Is Renewable Energy Getting Much More Expensive? New Mexico Case Study -- April 7, 2015

From an August 25, 2014, post, this is 30-second sound bite for "cost of renewable megawatt":
  • Solar: $3 million / MW
  • Wind: $2.5 million / MW
  • Natural gas: $865,000 / MW
A reader sent me the link to this article:
A Colorado-based company plans to build a 750 megawatt natural gas and photovoltaic power plant in San Juan County that will cost close to $1 billion, according to a company spokesman.
Officials with Western Energy Partners, LLC, the Colorado company, expect to finish building the plant in the middle of 2019 and employ 30 full-time employees once it is operational, according to a press release. They anticipate creating approximately 800 temporary jobs while building the plant, according to the release. 
Natural gas will provide 680 megawatts of the electricity produced by the plant, and solar panels will generate the other 70 megawatts, according to the press release.
Let's do the math.
The plant: $1 billion / 750 MW = $1.33 million / MW
70 / 750 =  0.093

At the "usual price":

70 MW x $3 million/MW (solar) = $210 million
680 MW x $865,000/MW (ng) = $588 million
total = $798 million
$1 billion = x *$798 million
x = 1.25

For solar: 1.25 x $3 million / MW (solar) = $3.75 million / MW (solar)
For natural gas: 1.25 x $865 thousand (natural gas) = $1.08 million / MW (natural gas)
At the "usual prices" for solar and natural gas, $1.33 million / MW is about twice what a natural gas project would have cost or about half what a solar plant would have cost. So, the natural gas plant is subsidizing the solar portion of the plant by a significant amount. But the developers grease the political wheels/regulators AND get the tax breaks for going solar to help "sell" the entire plant. In addition, it probably helps meet various state mandates requiring a certain amount of electricity from solar or wind energy.

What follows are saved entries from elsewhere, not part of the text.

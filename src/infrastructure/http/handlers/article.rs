//! Article HTTP Handlers

use axum::{extract::State, Json};
use serde::{Deserialize, Serialize};
use std::sync::Arc;

use crate::application::GenerateArticle;
use crate::domain::style::StyleDna;
use crate::infrastructure::http::dto::ApiResponse;
use crate::infrastructure::http::error::ApiError;
use crate::infrastructure::http::state::AppState;

#[derive(Debug, Deserialize)]
pub struct GenerateArticleRequest {
    #[serde(default)]
    pub topic: String,
    pub style_sample: Option<String>,
    pub instruction: Option<String>,
}

#[derive(Debug, Serialize)]
pub struct GenerateArticleResponse {
    pub article: String,
    pub style_dna: Option<StyleDna>,
}

/// 仿写文章
pub async fn generate_article(
    State(state): State<Arc<AppState>>,
    Json(req): Json<GenerateArticleRequest>,
) -> Result<Json<ApiResponse<GenerateArticleResponse>>, ApiError> {
    let response = state
        .generate_article_handler
        .handle(GenerateArticle {
            topic: req.topic,
            style_sample: req.style_sample,
            instruction: req.instruction,
        })
        .await?;

    Ok(Json(ApiResponse::success(GenerateArticleResponse {
        article: response.article,
        style_dna: response.style_dna,
    })))
}
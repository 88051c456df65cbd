//! Handwriting Command Handlers
//!
//! 长文本先分段，逐段渲染为手写图片，再垂直拼接成一张图

use std::sync::Arc;

use futures_util::stream::{self, StreamExt};

use crate::application::commands::GenerateHandwriting;
use crate::application::error::ApplicationError;
use crate::application::ports::{HandwritingRendererPort, RenderError, RenderRequest};
use crate::domain::image::{composite, strip_data_uri_prefix, RasterImage};
use crate::domain::{segment_text, SegmentConfig, DEFAULT_MAX_CHARS};

/// 渲染参数默认值
#[derive(Debug, Clone, PartialEq)]
pub struct HandwritingSettings {
    pub steps: u32,
    pub guidance_scale: f64,
    pub max_segment_chars: usize,
    /// 同时进行的渲染请求数
    pub max_concurrent: usize,
}

impl Default for HandwritingSettings {
    fn default() -> Self {
        Self {
            steps: 12,
            guidance_scale: 2.0,
            max_segment_chars: DEFAULT_MAX_CHARS,
            max_concurrent: 1,
        }
    }
}

/// 手写图片生成响应
#[derive(Debug, Clone)]
pub struct GenerateHandwritingResponse {
    /// `data:image/png;base64,...`
    pub image_data_uri: String,
    pub segments_count: usize,
    /// 使用占位图的段数
    pub placeholder_segments: usize,
    pub width: u32,
    pub height: u32,
}

struct SegmentImage {
    image: RasterImage,
    placeholder: bool,
}

/// GenerateHandwriting Handler
#[derive(Clone)]
pub struct GenerateHandwritingHandler {
    renderer: Arc<dyn HandwritingRendererPort>,
    placeholder: Arc<dyn HandwritingRendererPort>,
    settings: HandwritingSettings,
}

impl GenerateHandwritingHandler {
    pub fn new(
        renderer: Arc<dyn HandwritingRendererPort>,
        placeholder: Arc<dyn HandwritingRendererPort>,
        settings: HandwritingSettings,
    ) -> Self {
        Self {
            renderer,
            placeholder,
            settings,
        }
    }

    pub async fn handle(
        &self,
        command: GenerateHandwriting,
    ) -> Result<GenerateHandwritingResponse, ApplicationError> {
        if command.input_text.trim().is_empty() {
            return Err(ApplicationError::validation("input_text 不能为空"));
        }
        let max_chars = command
            .max_segment_chars
            .unwrap_or(self.settings.max_segment_chars);
        if max_chars == 0 {
            return Err(ApplicationError::validation("max_segment_chars 必须大于 0"));
        }

        let segments = segment_text(&command.input_text, &SegmentConfig { max_chars });
        let style_image = command
            .style_image
            .as_deref()
            .map(|s| strip_data_uri_prefix(s.trim()))
            .filter(|s| !s.is_empty())
            .map(str::to_string);

        let requests: Vec<RenderRequest> = segments
            .iter()
            .map(|segment| RenderRequest {
                input_text: segment.clone(),
                style_image: style_image.clone(),
                steps: command.steps.unwrap_or(self.settings.steps),
                guidance_scale: command
                    .guidance_scale
                    .unwrap_or(self.settings.guidance_scale),
            })
            .collect();

        tracing::info!(
            segments = requests.len(),
            max_chars = max_chars,
            has_style_image = style_image.is_some(),
            "Rendering handwriting"
        );

        let rendered = self.render_all(&requests).await?;
        let placeholder_segments = rendered.iter().filter(|r| r.placeholder).count();
        let images: Vec<RasterImage> = rendered.into_iter().map(|r| r.image).collect();

        let final_image = composite(images)?;
        let image_data_uri = final_image.to_data_uri()?;

        tracing::info!(
            segments = requests.len(),
            placeholder_segments = placeholder_segments,
            width = final_image.width(),
            height = final_image.height(),
            "Handwriting image generated"
        );

        Ok(GenerateHandwritingResponse {
            image_data_uri,
            segments_count: requests.len(),
            placeholder_segments,
            width: final_image.width(),
            height: final_image.height(),
        })
    }

    /// 渲染所有分段，结果按分段顺序返回
    async fn render_all(&self, requests: &[RenderRequest]) -> Result<Vec<SegmentImage>, RenderError> {
        let total = requests.len();
        // future 先收集再交给 stream，否则 axum Handler 的生命周期约束不成立
        let pending: Vec<_> = requests
            .iter()
            .enumerate()
            .map(|(index, request)| self.render_segment(index, total, request))
            .collect();
        let results: Vec<Result<SegmentImage, RenderError>> = stream::iter(pending)
            .buffered(self.settings.max_concurrent.max(1))
            .collect()
            .await;

        results.into_iter().collect()
    }

    async fn render_segment(
        &self,
        index: usize,
        total: usize,
        request: &RenderRequest,
    ) -> Result<SegmentImage, RenderError> {
        tracing::debug!(
            segment = index + 1,
            total = total,
            chars = request.input_text.chars().count(),
            "Rendering segment"
        );

        match self.renderer.render(request).await {
            Ok(image) => Ok(SegmentImage {
                image,
                placeholder: false,
            }),
            Err(e) => {
                tracing::warn!(
                    segment = index + 1,
                    total = total,
                    error = %e,
                    "Handwriting render failed, using placeholder"
                );
                let image = self.placeholder.render(request).await?;
                Ok(SegmentImage {
                    image,
                    placeholder: true,
                })
            }
        }
    }
}
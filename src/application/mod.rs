//! 应用层 - 用例编排
//!
//! 包含：
//! - ports: 六边形架构端口定义（CompletionEngine、HandwritingRenderer）
//! - commands: 命令及处理器
//! - error: 应用层错误定义

pub mod commands;
pub mod error;
pub mod ports;

// Re-exports
pub use commands::{
    AnalyzeStyle,
    GenerateArticle,
    GenerateHandwriting,
    RunWorkflow,
    // Handlers
    handlers::{
        AnalyzeStyleHandler, AnalyzeStyleResponse, ArticlePipeline, GenerateArticleHandler,
        GenerateArticleResponse, GenerateHandwritingHandler, GenerateHandwritingResponse,
        GenerationSettings, HandwritingSettings, RunWorkflowHandler, RunWorkflowResponse,
    },
};

pub use error::{ApplicationError, GenerationError, GenerationStage};

pub use ports::{
    // Completion engine
    CompletionEnginePort,
    CompletionError,
    CompletionOptions,
    // Handwriting renderer
    HandwritingRendererPort,
    RenderError,
    RenderRequest,
};
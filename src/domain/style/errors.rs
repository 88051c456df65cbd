//! Style Context - Errors

use thiserror::Error;

#[derive(Debug, Error, PartialEq, Eq)]
pub enum StyleError {
    #[error("输入文本为空")]
    EmptyInput,

    #[error("无法识别句子，请检查文本格式")]
    NoSentences,
}
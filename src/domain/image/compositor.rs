//! 图片垂直拼接
//!
//! 按输入顺序自上而下堆叠，宽度不足的图片水平居中，背景为白色

use ::image::{imageops, Rgba, RgbaImage};

use super::errors::CompositionError;
use super::raster::RasterImage;

const BACKGROUND: Rgba<u8> = Rgba([255, 255, 255, 255]);

/// 单张图片在画布上的位置（左上角）
#[derive(Debug, Clone, Copy, PartialEq, Eq)]
pub struct Placement {
    pub x: u32,
    pub y: u32,
}

/// 拼接画布布局
#[derive(Debug, Clone, PartialEq, Eq)]
pub struct CanvasLayout {
    pub width: u32,
    pub height: u32,
    pub placements: Vec<Placement>,
}

/// 计算堆叠布局
///
/// - 画布宽度 = 最大宽度，高度 = 高度之和
/// - y = 之前所有图片高度之和，x = floor((最大宽度 - 宽度) / 2)
pub fn stack_layout(sizes: &[(u32, u32)]) -> Result<CanvasLayout, CompositionError> {
    if sizes.is_empty() {
        return Err(CompositionError::EmptyInput);
    }

    let width = sizes.iter().map(|&(w, _)| w).max().unwrap_or(0);
    let total_height: u64 = sizes.iter().map(|&(_, h)| u64::from(h)).sum();
    let height = u32::try_from(total_height).map_err(|_| CompositionError::CanvasTooLarge {
        width: u64::from(width),
        height: total_height,
    })?;

    let mut placements = Vec::with_capacity(sizes.len());
    let mut y = 0u32;
    for &(w, h) in sizes {
        placements.push(Placement {
            x: (width - w) / 2,
            y,
        });
        y += h;
    }

    Ok(CanvasLayout {
        width,
        height,
        placements,
    })
}

/// 垂直拼接图片
///
/// - 空输入返回 `CompositionError::EmptyInput`
/// - 单张图片原样返回
/// - 多张图片绘制到新的白色画布上，不缩放、不裁剪、不重叠
pub fn composite(mut images: Vec<RasterImage>) -> Result<RasterImage, CompositionError> {
    if images.len() == 1 {
        if let Some(only) = images.pop() {
            return Ok(only);
        }
    }

    let sizes: Vec<(u32, u32)> = images.iter().map(|img| (img.width(), img.height())).collect();
    let layout = stack_layout(&sizes)?;

    let mut canvas = RgbaImage::from_pixel(layout.width, layout.height, BACKGROUND);
    for (img, placement) in images.iter().zip(&layout.placements) {
        imageops::overlay(
            &mut canvas,
            img.pixels(),
            i64::from(placement.x),
            i64::from(placement.y),
        );
    }

    tracing::debug!(
        images = images.len(),
        width = layout.width,
        height = layout.height,
        "Images composited"
    );

    Ok(RasterImage::new(canvas))
}
//! Image Context - Errors

use thiserror::Error;

/// 图片拼接错误
#[derive(Debug, Error, PartialEq, Eq)]
pub enum CompositionError {
    #[error("没有可拼接的图片")]
    EmptyInput,

    #[error("拼接画布过大: {width}x{height}")]
    CanvasTooLarge { width: u64, height: u64 },
}

/// 图片编解码错误
#[derive(Debug, Error)]
pub enum ImageCodecError {
    #[error("Base64 解码失败: {0}")]
    Base64(String),

    #[error("图片解码失败: {0}")]
    Decode(String),

    #[error("图片编码失败: {0}")]
    Encode(String),

    #[error("像素数据与尺寸不匹配: {width}x{height}")]
    InvalidBuffer { width: u32, height: u32 },
}
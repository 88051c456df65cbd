//! Article Commands

/// 仿写文章命令
#[derive(Debug, Clone)]
pub struct GenerateArticle {
    /// 文章主题（必填）
    pub topic: String,
    /// 风格样本，空白视为未提供
    pub style_sample: Option<String>,
    /// 段落生成指令，未提供时使用默认指令
    pub instruction: Option<String>,
}
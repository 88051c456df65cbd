//! HTTP Handlers

mod article;
mod handwriting;
mod ping;
mod style;
mod workflow;

pub use article::*;
pub use handwriting::*;
pub use ping::*;
pub use style::*;
pub use workflow::*;
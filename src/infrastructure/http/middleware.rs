//! HTTP Middleware
//!
//! HTTP 状态码错误日志中间件

use std::time::Instant;

use axum::{extract::Request, middleware::Next, response::Response};

/// HTTP 状态码错误日志中间件
///
/// 4xx/5xx 状态码记录日志（例如 JSON 请求体解析失败）；
/// 业务错误（errno != 0）在 ApiError::into_response() 中记录
pub async fn error_logging_middleware(request: Request, next: Next) -> Response {
    let method = request.method().clone();
    let uri = request.uri().clone();
    let started = Instant::now();

    let response = next.run(request).await;
    let status = response.status();
    let elapsed_ms = started.elapsed().as_millis() as u64;

    if status.is_server_error() {
        tracing::error!(
            method = %method,
            uri = %uri,
            status = status.as_u16(),
            elapsed_ms,
            "HTTP server error"
        );
    } else if status.is_client_error() {
        tracing::warn!(
            method = %method,
            uri = %uri,
            status = status.as_u16(),
            elapsed_ms,
            "HTTP client error"
        );
    }

    response
}
//! Workflow HTTP Handlers

use axum::{extract::State, Json};
use serde::{Deserialize, Serialize};
use std::sync::Arc;
use uuid::Uuid;

use crate::application::RunWorkflow;
use crate::domain::style::StyleDna;
use crate::infrastructure::http::dto::ApiResponse;
use crate::infrastructure::http::error::ApiError;
use crate::infrastructure::http::state::AppState;

#[derive(Debug, Deserialize)]
pub struct RunWorkflowRequest {
    #[serde(default)]
    pub topic: String,
    pub style_sample: Option<String>,
    pub handwriting_image: Option<String>,
    pub steps: Option<u32>,
    pub guidance_scale: Option<f64>,
    pub max_segment_chars: Option<usize>,
}

#[derive(Debug, Serialize)]
pub struct RunWorkflowResponse {
    pub run_id: Uuid,
    pub article: String,
    pub preprocessed_text: String,
    pub image: String,
    pub style_dna: Option<StyleDna>,
    pub segments_count: usize,
    pub placeholder_segments: usize,
    pub line_length: usize,
}

/// 完整工作流：风格分析 -> 仿写 -> 手写渲染
pub async fn complete_workflow(
    State(state): State<Arc<AppState>>,
    Json(req): Json<RunWorkflowRequest>,
) -> Result<Json<ApiResponse<RunWorkflowResponse>>, ApiError> {
    let response = state
        .run_workflow_handler
        .handle(RunWorkflow {
            topic: req.topic,
            style_sample: req.style_sample,
            handwriting_image: req.handwriting_image,
            steps: req.steps,
            guidance_scale: req.guidance_scale,
            max_segment_chars: req.max_segment_chars,
        })
        .await?;

    Ok(Json(ApiResponse::success(RunWorkflowResponse {
        run_id: response.run_id,
        article: response.article,
        preprocessed_text: response.preprocessed_text,
        image: response.image_data_uri,
        style_dna: response.style_dna,
        segments_count: response.segments_count,
        placeholder_segments: response.placeholder_segments,
        line_length: response.line_length,
    })))
}
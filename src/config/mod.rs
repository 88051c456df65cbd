//! Configuration Module
//!
//! 提供应用配置管理功能，支持多层级配置来源：
//! - 环境变量（最高优先级）
//! - 配置文件（TOML 格式）
//! - 默认值（最低优先级）

mod loader;
mod types;

pub use loader::{load_config, load_config_from_path, print_config, ConfigError};
pub use types::{AppConfig, CompletionConfig, HandwritingConfig, LogConfig, ServerConfig};
// ⚖️ Reconciliation Engine
// Bank statement vs financial register, matched by same-day subset sums
//
// Normalizer → Partitioner → Matcher (consuming the pool) → Emitter
//
// Within a date, bank entries are processed strictly in input order because
// each accepted match consumes financial entries the next search would see.
// Dates share nothing, so they may run on separate rayon workers.

use crate::config::MatchConfig;
use crate::error::Result;
use crate::matcher::{SearchOutcome, SubsetSumMatcher};
use crate::normalizer::{normalize_bank, normalize_financial, BankEntry, FinancialEntry};
use crate::partition::{partition, DatePartition};
use crate::report::{emit, MatchResult, MatchStatus, ReconciliationReport};
use crate::table::RawTable;
use rayon::prelude::*;
use std::time::{Duration, Instant};
use tracing::{debug, info, warn};

pub struct ReconciliationEngine {
    pub config: MatchConfig,
}

impl ReconciliationEngine {
    pub fn new() -> Self {
        ReconciliationEngine {
            config: MatchConfig::default(),
        }
    }

    /// Engine with a validated configuration
    pub fn with_config(config: MatchConfig) -> Result<Self> {
        config.validate()?;
        Ok(ReconciliationEngine { config })
    }

    /// Full run over the two raw tables
    ///
    /// Fails only when a required column cannot be resolved in either table.
    pub fn reconcile(&self, bank: &RawTable, financial: &RawTable) -> Result<ReconciliationReport> {
        let bank = normalize_bank(bank, &self.config)?;
        let financial = normalize_financial(financial, &self.config)?;

        info!(
            bank_rows = bank.stats.rows,
            bank_entries = bank.entries.len(),
            financial_rows = financial.stats.rows,
            financial_entries = financial.entries.len(),
            "normalized input tables"
        );

        let parts = partition(bank.entries, financial.entries);
        if parts.is_empty() {
            info!("no dated bank entries to match");
        } else {
            debug!(
                dates = parts.partitions.len(),
                bank_entries = parts.bank_count(),
                "partitioned by date"
            );
        }
        let financial_without_bank_date = parts.financial_without_bank_date;
        let results = self.match_partitions(parts.partitions);

        let report = ReconciliationReport::new(
            results,
            bank.stats,
            financial.stats,
            financial_without_bank_date,
        );
        info!("{}", report.summary_line());
        Ok(report)
    }

    /// Match already-normalized entries
    ///
    /// Bank entries without a code are skipped here too.
    pub fn reconcile_entries(
        &self,
        bank: Vec<BankEntry>,
        financial: Vec<FinancialEntry>,
    ) -> Vec<MatchResult> {
        let parts = partition(bank, financial);
        self.match_partitions(parts.partitions)
    }

    fn match_partitions(&self, partitions: Vec<DatePartition>) -> Vec<MatchResult> {
        let matcher = SubsetSumMatcher::from_config(&self.config);
        let deadline = self
            .config
            .time_budget_ms
            .map(|ms| Instant::now() + Duration::from_millis(ms));

        let per_partition: Vec<Vec<MatchResult>> = if self.config.parallel {
            partitions
                .into_par_iter()
                .map(|p| process_partition(&matcher, p, deadline))
                .collect()
        } else {
            partitions
                .into_iter()
                .map(|p| process_partition(&matcher, p, deadline))
                .collect()
        };

        emit(per_partition)
    }
}

impl Default for ReconciliationEngine {
    fn default() -> Self {
        Self::new()
    }
}

/// Sequential pass over one date: search, then consume on success
fn process_partition(
    matcher: &SubsetSumMatcher,
    partition: DatePartition,
    deadline: Option<Instant>,
) -> Vec<MatchResult> {
    let DatePartition {
        date,
        bank,
        mut pool,
    } = partition;

    debug!(%date, bank = bank.len(), candidates = pool.len(), "matching partition");

    let mut results = Vec::with_capacity(bank.len());
    let mut out_of_time = false;

    for entry in bank {
        if entry.code.trim().is_empty() {
            continue;
        }

        let mut result = MatchResult {
            bank_id: entry.id,
            bank_code: entry.code,
            date,
            target_amount: entry.amount,
            matched_fin_ids: Vec::new(),
            status: MatchStatus::NotAttempted,
            matched_sum: None,
            iterations: 0,
            matched_rows: Vec::new(),
        };

        if !out_of_time && deadline.is_some_and(|d| Instant::now() >= d) {
            warn!(%date, "time budget exhausted; remaining bank entries not attempted");
            out_of_time = true;
        }
        if out_of_time {
            results.push(result);
            continue;
        }

        let outcome = matcher.search(&pool, entry.amount);
        result.iterations = outcome.iterations();

        match outcome {
            SearchOutcome::Found { mut indices, sum, .. } => {
                pool.consume(&indices);
                indices.sort_by_key(|&i| pool.get(i).id);
                result.matched_fin_ids = indices.iter().map(|&i| pool.get(i).id).collect();
                result.matched_rows = indices.iter().map(|&i| pool.get(i).raw.clone()).collect();
                result.matched_sum = Some(sum);
                result.status = MatchStatus::Matched;
            }
            SearchOutcome::Exhausted { .. } => {
                result.status = MatchStatus::Unmatched;
            }
            SearchOutcome::BudgetExceeded { iterations } => {
                warn!(
                    bank_id = result.bank_id,
                    code = %result.bank_code,
                    %date,
                    iterations,
                    "search budget exceeded; reporting unmatched"
                );
                result.status = MatchStatus::BudgetExceeded;
            }
        }

        results.push(result);
    }

    results
}

// ============================================================================
// TESTS
// ============================================================================
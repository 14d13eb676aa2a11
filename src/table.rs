// 📋 Raw tables - what the ingestion side hands to the engine
//
// A table is a header row plus rows of cells. Cells are either text (as read
// from CSV/XLSX) or already-numeric values (spreadsheet exports, JSON).

use serde::{Deserialize, Serialize};
use std::collections::BTreeMap;

/// Single cell value
#[derive(Debug, Clone, PartialEq, Serialize, Deserialize)]
#[serde(untagged)]
pub enum Cell {
    Number(f64),
    Text(String),
    Empty,
}

impl Cell {
    pub fn text(value: impl Into<String>) -> Self {
        Cell::Text(value.into())
    }

    pub fn is_blank(&self) -> bool {
        match self {
            Cell::Empty => true,
            Cell::Text(s) => s.trim().is_empty(),
            Cell::Number(n) => n.is_nan(),
        }
    }

    /// Text form used for codes and dates
    pub fn as_display(&self) -> String {
        match self {
            Cell::Text(s) => s.trim().to_string(),
            Cell::Number(n) => n.to_string(),
            Cell::Empty => String::new(),
        }
    }
}

impl From<&str> for Cell {
    fn from(value: &str) -> Self {
        if value.is_empty() {
            Cell::Empty
        } else {
            Cell::Text(value.to_string())
        }
    }
}

impl From<f64> for Cell {
    fn from(value: f64) -> Self {
        Cell::Number(value)
    }
}

/// Original row keyed by header, kept for reporting
pub type RawRow = BTreeMap<String, Cell>;

#[derive(Debug, Clone, Default, Serialize, Deserialize)]
pub struct RawTable {
    pub headers: Vec<String>,
    pub rows: Vec<Vec<Cell>>,
}

impl RawTable {
    pub fn new(headers: Vec<String>) -> Self {
        RawTable {
            headers,
            rows: Vec::new(),
        }
    }

    /// Builder used mostly by tests: `RawTable::from_str_rows(&["Data"], &[&["01/10/2023"]])`
    pub fn from_str_rows(headers: &[&str], rows: &[&[&str]]) -> Self {
        let mut table = RawTable::new(headers.iter().map(|h| h.to_string()).collect());
        for row in rows {
            table.push_row(row.iter().map(|v| Cell::from(*v)).collect());
        }
        table
    }

    pub fn push_row(&mut self, row: Vec<Cell>) {
        self.rows.push(row);
    }

    pub fn len(&self) -> usize {
        self.rows.len()
    }

    pub fn is_empty(&self) -> bool {
        self.rows.is_empty()
    }

    /// Cell at (row, column); short rows read as empty
    pub fn cell(&self, row: usize, column: usize) -> &Cell {
        self.rows
            .get(row)
            .and_then(|r| r.get(column))
            .unwrap_or(&Cell::Empty)
    }

    pub fn raw_row(&self, row: usize) -> RawRow {
        self.headers
            .iter()
            .enumerate()
            .map(|(i, h)| (h.clone(), self.cell(row, i).clone()))
            .collect()
    }
}
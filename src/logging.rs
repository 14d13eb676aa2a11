// Logging setup (tracing-subscriber)
//
// RUST_LOG overrides the default level, e.g.
//   RUST_LOG=bank_reconciliation=debug bank-reconcile ...
// Output goes to stderr so the JSON report on stdout stays clean.

use tracing_subscriber::{fmt, EnvFilter};

pub fn init(verbose: bool) {
    let default_level = if verbose { "debug" } else { "info" };
    let filter =
        EnvFilter::try_from_default_env().unwrap_or_else(|_| EnvFilter::new(default_level));

    fmt()
        .with_env_filter(filter)
        .with_target(true)
        .with_writer(std::io::stderr)
        .init();
}

/// Verbose subscriber for tests; safe to call repeatedly
pub fn init_test() {
    let _ = fmt()
        .with_env_filter(EnvFilter::new("debug"))
        .with_test_writer()
        .try_init();
}
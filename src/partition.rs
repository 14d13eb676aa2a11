// 📅 Partitioner - group entries by calendar date
//
// Matches never cross dates, so each date is an independent unit of work.
// Dates with bank entries are kept even when no financial entry shares them;
// financial-only dates can never match anything and are only counted.

use crate::normalizer::{BankEntry, FinancialEntry};
use crate::pool::CandidatePool;
use chrono::NaiveDate;
use std::collections::BTreeMap;

#[derive(Debug, Clone)]
pub struct DatePartition {
    pub date: NaiveDate,
    /// In input order
    pub bank: Vec<BankEntry>,
    pub pool: CandidatePool,
}

#[derive(Debug, Clone, Default)]
pub struct Partitions {
    /// Ascending by date
    pub partitions: Vec<DatePartition>,
    /// Financial entries on dates without any bank entry
    pub financial_without_bank_date: usize,
}

impl Partitions {
    pub fn bank_count(&self) -> usize {
        self.partitions.iter().map(|p| p.bank.len()).sum()
    }

    pub fn is_empty(&self) -> bool {
        self.partitions.is_empty()
    }
}

pub fn partition(bank: Vec<BankEntry>, financial: Vec<FinancialEntry>) -> Partitions {
    let mut bank_by_date: BTreeMap<NaiveDate, Vec<BankEntry>> = BTreeMap::new();
    for entry in bank {
        bank_by_date.entry(entry.date).or_default().push(entry);
    }

    let mut fin_by_date: BTreeMap<NaiveDate, Vec<FinancialEntry>> = BTreeMap::new();
    let mut financial_without_bank_date = 0;
    for entry in financial {
        if bank_by_date.contains_key(&entry.date) {
            fin_by_date.entry(entry.date).or_default().push(entry);
        } else {
            financial_without_bank_date += 1;
        }
    }

    let partitions = bank_by_date
        .into_iter()
        .map(|(date, bank)| DatePartition {
            date,
            bank,
            pool: CandidatePool::new(fin_by_date.remove(&date).unwrap_or_default()),
        })
        .collect();

    Partitions {
        partitions,
        financial_without_bank_date,
    }
}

This is most interesting: using the "usual" prices for natural gas and/or solar, this plant is costing 1.25 times what one would expect a power plant to cost. As noted above, using the "usual" prices, this plant should have come in at around $800 million. Instead it comes in at $1 billion (and most projects of this size come in over budget).

My hunch is the natural gas portion of the plant is coming in at about $1 million /MW and the solar portion is coming in at about $4.7 million / MW.

Checking the math:
  • 680 x $1 million / MW = $680 million
  • 70 x $4.6 million / MW = $320 million
  • Total = $1 billion (rounding)
You can do your own math. If you think the $4.6 million / MW for solar is outrageous, then make it a smaller number, but then you have to increase the cost of natural gas which makes no sense considering the current glut of natural gas. If you think $1 million/WM for a natural gas project is outrageous, then you have raise the cost of solar.

Perhaps the real question is, where is the "0.25" hiding in the fine print of the business plan for this project.

(A huge "thank you" to a reader for noting a simple arithmetic error in the original post. That has been corrected. There may be more errors.)